● **AIM OF THE EXERCISE**:
Give the number of lines in the data that hold the word "SmallInt", and nothing else.

Segment Start: EXERCISE INPUT

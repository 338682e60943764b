//! Wire encoding of parameter values and decoding of column buffers.
//!
//! All fixed-width numbers are little-endian. The layouts match what the
//! DB-Library binds produce and accept:
//!
//! | Type            | Layout                                                   |
//! |-----------------|----------------------------------------------------------|
//! | `TINYINT`..`BIGINT` | 1/2/4/8 byte integer (`TINYINT` unsigned)            |
//! | `REAL`/`FLOAT`  | IEEE-754 single/double                                   |
//! | `BIT`           | one byte, `1` is true                                    |
//! | `SMALLMONEY`    | `i32` of value x 10000                                   |
//! | `MONEY`         | `i32` high half, then `u32` low half, of value x 10000   |
//! | `DATETIME`      | `i32` days since 1900-01-01, `u32` 1/300 s since midnight |
//! | `SMALLDATETIME` | `u16` days since 1900-01-01, `u16` minutes since midnight |
//! | binary types    | raw bytes followed by one pad byte                       |
//! | everything else | text bytes, NUL terminated on the way in                 |

use bytes::{BufMut, Bytes, BytesMut};
use chrono::{NaiveDate, NaiveDateTime, NaiveTime, TimeDelta, Timelike};

use crate::error::TypeError;
use crate::value::SqlValue;
use crate::wire::WireType;

const TICKS_PER_SECOND: u64 = 300;
const TICKS_PER_DAY: u32 = 86_400 * 300;
const MONEY_SCALE: f64 = 10_000.0;

/// `DATETIME` encoding of 9999-12-31 23:59:59.997.
pub const DATETIME_MAX_PARTS: (i32, u32) = (2_958_463, 25_919_999);
/// `DATETIME` encoding of 1753-01-01 00:00:00.000.
pub const DATETIME_MIN_PARTS: (i32, u32) = (-53_690, 0);

fn epoch() -> NaiveDate {
    NaiveDate::from_ymd_opt(1900, 1, 1).unwrap_or(NaiveDate::MIN)
}

/// The largest value a `DATETIME` column holds.
#[must_use]
pub fn datetime_max() -> NaiveDateTime {
    NaiveDate::from_ymd_opt(9999, 12, 31)
        .and_then(|d| d.and_hms_milli_opt(23, 59, 59, 997))
        .unwrap_or(NaiveDateTime::MAX)
}

/// The smallest value a `DATETIME` column holds.
#[must_use]
pub fn datetime_min() -> NaiveDateTime {
    NaiveDate::from_ymd_opt(1753, 1, 1)
        .map(|d| d.and_time(NaiveTime::MIN))
        .unwrap_or(NaiveDateTime::MIN)
}

/// Options that change how values are laid out for the transport.
#[derive(Debug, Clone, Copy, Default, PartialEq, Eq)]
pub struct EncodeOptions {
    /// Double wide-character (`NVARCHAR`/`NCHAR`) buffers with zero bytes.
    ///
    /// Transport library releases before 0.95 only read the full value when
    /// the buffer is padded this way.
    pub legacy_wide_padding: bool,
}

impl EncodeOptions {
    /// Options for a transport library older than 0.95.
    #[must_use]
    pub fn legacy() -> Self {
        Self {
            legacy_wide_padding: true,
        }
    }
}

/// An encoded parameter value.
#[derive(Debug, Clone, PartialEq, Eq)]
pub struct Encoded {
    /// The bytes to hand to the transport, `None` for NULL.
    pub data: Option<Bytes>,
    /// The length to declare for the value.
    pub declared_len: i32,
}

impl Encoded {
    fn null() -> Self {
        Self {
            data: None,
            declared_len: 0,
        }
    }

    fn bytes(data: Bytes) -> Self {
        let declared_len = i32::try_from(data.len()).unwrap_or(i32::MAX);
        Self {
            data: Some(data),
            declared_len,
        }
    }
}

/// Encode a value for a parameter of the given wire type.
pub fn encode(wire: WireType, value: &SqlValue, opts: EncodeOptions) -> Result<Encoded, TypeError> {
    if value.is_null() {
        return Ok(Encoded::null());
    }
    let mut buf = BytesMut::with_capacity(8);
    match wire {
        WireType::TinyInt => buf.put_u8(int_for::<u8>(value, "u8")?),
        WireType::SmallInt => buf.put_i16_le(int_for::<i16>(value, "i16")?),
        WireType::Int => buf.put_i32_le(int_for::<i32>(value, "i32")?),
        WireType::BigInt => buf.put_i64_le(int_for::<i64>(value, "i64")?),
        WireType::Real => {
            let v = float_for(value, "f32")?;
            if v.is_finite() && v.abs() > f64::from(f32::MAX) {
                return Err(TypeError::out_of_range("f32", v));
            }
            buf.put_f32_le(v as f32);
        }
        WireType::Float => buf.put_f64_le(float_for(value, "f64")?),
        WireType::Bit | WireType::BitN => match value {
            SqlValue::Bool(b) => buf.put_u8(u8::from(*b)),
            other => return Err(TypeError::mismatch("bool", other.type_name())),
        },
        WireType::SmallMoney => {
            let scaled = money_scaled(value)?;
            let v = i32::try_from(scaled).map_err(|_| TypeError::out_of_range("SMALLMONEY", value))?;
            buf.put_i32_le(v);
        }
        WireType::Money => {
            let scaled = money_scaled(value)?;
            buf.put_i32_le((scaled >> 32) as i32);
            buf.put_u32_le(scaled as u32);
        }
        WireType::DateTime => {
            let (days, ticks) = datetime_parts(datetime_for(value)?)?;
            buf.put_i32_le(days);
            buf.put_u32_le(ticks);
        }
        WireType::SmallDateTime => {
            let (days, minutes) = smalldatetime_parts(datetime_for(value)?)?;
            buf.put_u16_le(days);
            buf.put_u16_le(minutes);
        }
        w if w.is_binary() => match value {
            SqlValue::Binary(b) => {
                buf.reserve(b.len() + 1);
                buf.put_slice(b);
                buf.put_u8(0);
            }
            other => return Err(TypeError::mismatch("Bytes", other.type_name())),
        },
        w => return encode_text(w, value, opts),
    }
    Ok(Encoded::bytes(buf.freeze()))
}

fn encode_text(wire: WireType, value: &SqlValue, opts: EncodeOptions) -> Result<Encoded, TypeError> {
    let text = match value {
        SqlValue::String(s) => s.clone(),
        SqlValue::Bool(_) | SqlValue::Binary(_) | SqlValue::Null => {
            return Err(TypeError::mismatch("String", value.type_name()));
        }
        other => other.to_string(),
    };
    if text.is_empty() {
        // A zero length parameter reads as NULL.
        return Ok(Encoded::bytes(Bytes::from_static(b" ")));
    }
    let chars = text.chars().count();
    let mut data = text.into_bytes();
    let mut declared = data.len();
    if wire.is_wide() && opts.legacy_wide_padding {
        data.resize(data.len() * 2, 0);
        declared = data.len();
    } else if wire == WireType::XNChar {
        declared = declared.max(chars * 2);
    }
    Ok(Encoded {
        declared_len: i32::try_from(declared).map_err(|_| TypeError::out_of_range("i32", declared))?,
        data: Some(Bytes::from(data)),
    })
}

fn int_for<T: TryFrom<i64>>(value: &SqlValue, target: &'static str) -> Result<T, TypeError> {
    let v = match value {
        SqlValue::Real(_) | SqlValue::Float(_) => {
            let f = value.as_f64().unwrap_or(f64::NAN);
            if f.fract() != 0.0 || !f.is_finite() {
                return Err(TypeError::mismatch(target, format!("{} {f}", value.type_name())));
            }
            if f < i64::MIN as f64 || f >= i64::MAX as f64 {
                return Err(TypeError::out_of_range(target, f));
            }
            f as i64
        }
        other => other
            .as_i64()
            .ok_or_else(|| TypeError::mismatch(target, other.type_name()))?,
    };
    T::try_from(v).map_err(|_| TypeError::out_of_range(target, v))
}

fn float_for(value: &SqlValue, target: &'static str) -> Result<f64, TypeError> {
    value
        .as_f64()
        .ok_or_else(|| TypeError::mismatch(target, value.type_name()))
}

fn datetime_for(value: &SqlValue) -> Result<NaiveDateTime, TypeError> {
    match value {
        SqlValue::DateTime(dt) => Ok(*dt),
        other => Err(TypeError::mismatch("NaiveDateTime", other.type_name())),
    }
}

/// Scale a currency value by 10000.
///
/// Integers scale exactly. Floats are nudged away from zero by a few ulps
/// before truncation so values with four or fewer decimals survive binary
/// rounding (`2.639 * 10000` is `26389.999999999996`).
fn money_scaled(value: &SqlValue) -> Result<i64, TypeError> {
    if let Some(v) = value.as_i64() {
        return v
            .checked_mul(10_000)
            .ok_or_else(|| TypeError::out_of_range("MONEY", v));
    }
    let f = float_for(value, "f64")?;
    let scaled = f * MONEY_SCALE;
    let epsilon = 1e-6_f64.max(scaled.abs() * 3.0 * f64::EPSILON);
    let nudged = (scaled + scaled.signum() * epsilon).trunc();
    if !nudged.is_finite() || nudged < i64::MIN as f64 || nudged >= i64::MAX as f64 {
        return Err(TypeError::out_of_range("MONEY", f));
    }
    Ok(nudged as i64)
}

/// Split a wall-clock value into `DATETIME` days and ticks, rounding to the
/// nearest 1/300 second.
pub fn datetime_parts(dt: NaiveDateTime) -> Result<(i32, u32), TypeError> {
    if dt == datetime_max() {
        return Ok(DATETIME_MAX_PARTS);
    }
    if dt == datetime_min() {
        return Ok(DATETIME_MIN_PARTS);
    }
    let mut days = (dt.date() - epoch()).num_days();
    let time = dt.time();
    let nanos = u64::from(time.nanosecond().min(999_999_999));
    let mut ticks = u64::from(time.num_seconds_from_midnight()) * TICKS_PER_SECOND
        + (nanos * 3 + 5_000_000) / 10_000_000;
    if ticks >= u64::from(TICKS_PER_DAY) {
        days += 1;
        ticks -= u64::from(TICKS_PER_DAY);
    }
    let days = i32::try_from(days).map_err(|_| TypeError::out_of_range("DATETIME", dt))?;
    Ok((days, ticks as u32))
}

/// Split a wall-clock value into `SMALLDATETIME` days and minutes.
pub fn smalldatetime_parts(dt: NaiveDateTime) -> Result<(u16, u16), TypeError> {
    let days = (dt.date() - epoch()).num_days();
    let days = u16::try_from(days).map_err(|_| TypeError::out_of_range("SMALLDATETIME", dt))?;
    let minutes = (dt.time().num_seconds_from_midnight() / 60) as u16;
    Ok((days, minutes))
}

/// Rebuild a wall-clock value from `DATETIME` days and ticks.
pub fn datetime_from_parts(days: i32, ticks: u32) -> Result<NaiveDateTime, TypeError> {
    if (days, ticks) == DATETIME_MAX_PARTS {
        return Ok(datetime_max());
    }
    if (days, ticks) == DATETIME_MIN_PARTS {
        return Ok(datetime_min());
    }
    let nanos = i64::from(ticks) * 1_000_000_000 / TICKS_PER_SECOND as i64;
    epoch()
        .and_time(NaiveTime::MIN)
        .checked_add_signed(TimeDelta::days(i64::from(days)))
        .and_then(|dt| dt.checked_add_signed(TimeDelta::nanoseconds(nanos)))
        .ok_or_else(|| TypeError::out_of_range("DATETIME", format!("{days} days, {ticks} ticks")))
}

fn fixed<const N: usize>(data: &[u8], wire: WireType) -> Result<[u8; N], TypeError> {
    data.get(..N)
        .and_then(|s| <[u8; N]>::try_from(s).ok())
        .ok_or_else(|| TypeError::Truncated {
            type_name: wire.name(),
            expected: N,
            actual: data.len(),
        })
}

/// Decode a non-NULL column or output parameter buffer.
pub fn decode(wire: WireType, data: &[u8]) -> Result<SqlValue, TypeError> {
    let value = match wire {
        WireType::TinyInt => SqlValue::TinyInt(fixed::<1>(data, wire)?[0]),
        WireType::SmallInt => SqlValue::SmallInt(i16::from_le_bytes(fixed(data, wire)?)),
        WireType::Int => SqlValue::Int(i32::from_le_bytes(fixed(data, wire)?)),
        WireType::BigInt => SqlValue::BigInt(i64::from_le_bytes(fixed(data, wire)?)),
        WireType::Real => SqlValue::Real(f32::from_le_bytes(fixed(data, wire)?)),
        WireType::Float | WireType::Decimal | WireType::Numeric => {
            SqlValue::Float(f64::from_le_bytes(fixed(data, wire)?))
        }
        WireType::Bit | WireType::BitN => SqlValue::Bool(fixed::<1>(data, wire)?[0] == 1),
        WireType::SmallMoney => {
            let v = i32::from_le_bytes(fixed(data, wire)?);
            SqlValue::Float(f64::from(v) / MONEY_SCALE)
        }
        WireType::Money => {
            let raw = fixed::<8>(data, wire)?;
            let high = i32::from_le_bytes([raw[0], raw[1], raw[2], raw[3]]);
            let low = u32::from_le_bytes([raw[4], raw[5], raw[6], raw[7]]);
            let v = (i64::from(high) << 32) | i64::from(low);
            SqlValue::Float(v as f64 / MONEY_SCALE)
        }
        WireType::DateTime => {
            let raw = fixed::<8>(data, wire)?;
            let days = i32::from_le_bytes([raw[0], raw[1], raw[2], raw[3]]);
            let ticks = u32::from_le_bytes([raw[4], raw[5], raw[6], raw[7]]);
            SqlValue::DateTime(datetime_from_parts(days, ticks)?)
        }
        WireType::SmallDateTime => {
            let raw = fixed::<4>(data, wire)?;
            let days = u16::from_le_bytes([raw[0], raw[1]]);
            let minutes = u16::from_le_bytes([raw[2], raw[3]]);
            let dt = epoch().and_time(NaiveTime::MIN)
                + TimeDelta::days(i64::from(days))
                + TimeDelta::minutes(i64::from(minutes));
            SqlValue::DateTime(dt)
        }
        w if w.is_binary() => {
            let end = data.len().saturating_sub(1);
            SqlValue::Binary(Bytes::copy_from_slice(&data[..end]))
        }
        _ => {
            let end = data.iter().position(|&b| b == 0).unwrap_or(data.len());
            SqlValue::String(String::from_utf8_lossy(&data[..end]).into_owned())
        }
    };
    Ok(value)
}

/// Decode a buffer the transport may have flagged as NULL (`None`).
pub fn decode_nullable(wire: WireType, data: Option<&[u8]>) -> Result<SqlValue, TypeError> {
    data.map_or(Ok(SqlValue::Null), |d| decode(wire, d))
}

Segment End: EXERCISE INPUT

● **EXERCISE SOLUTION**:
2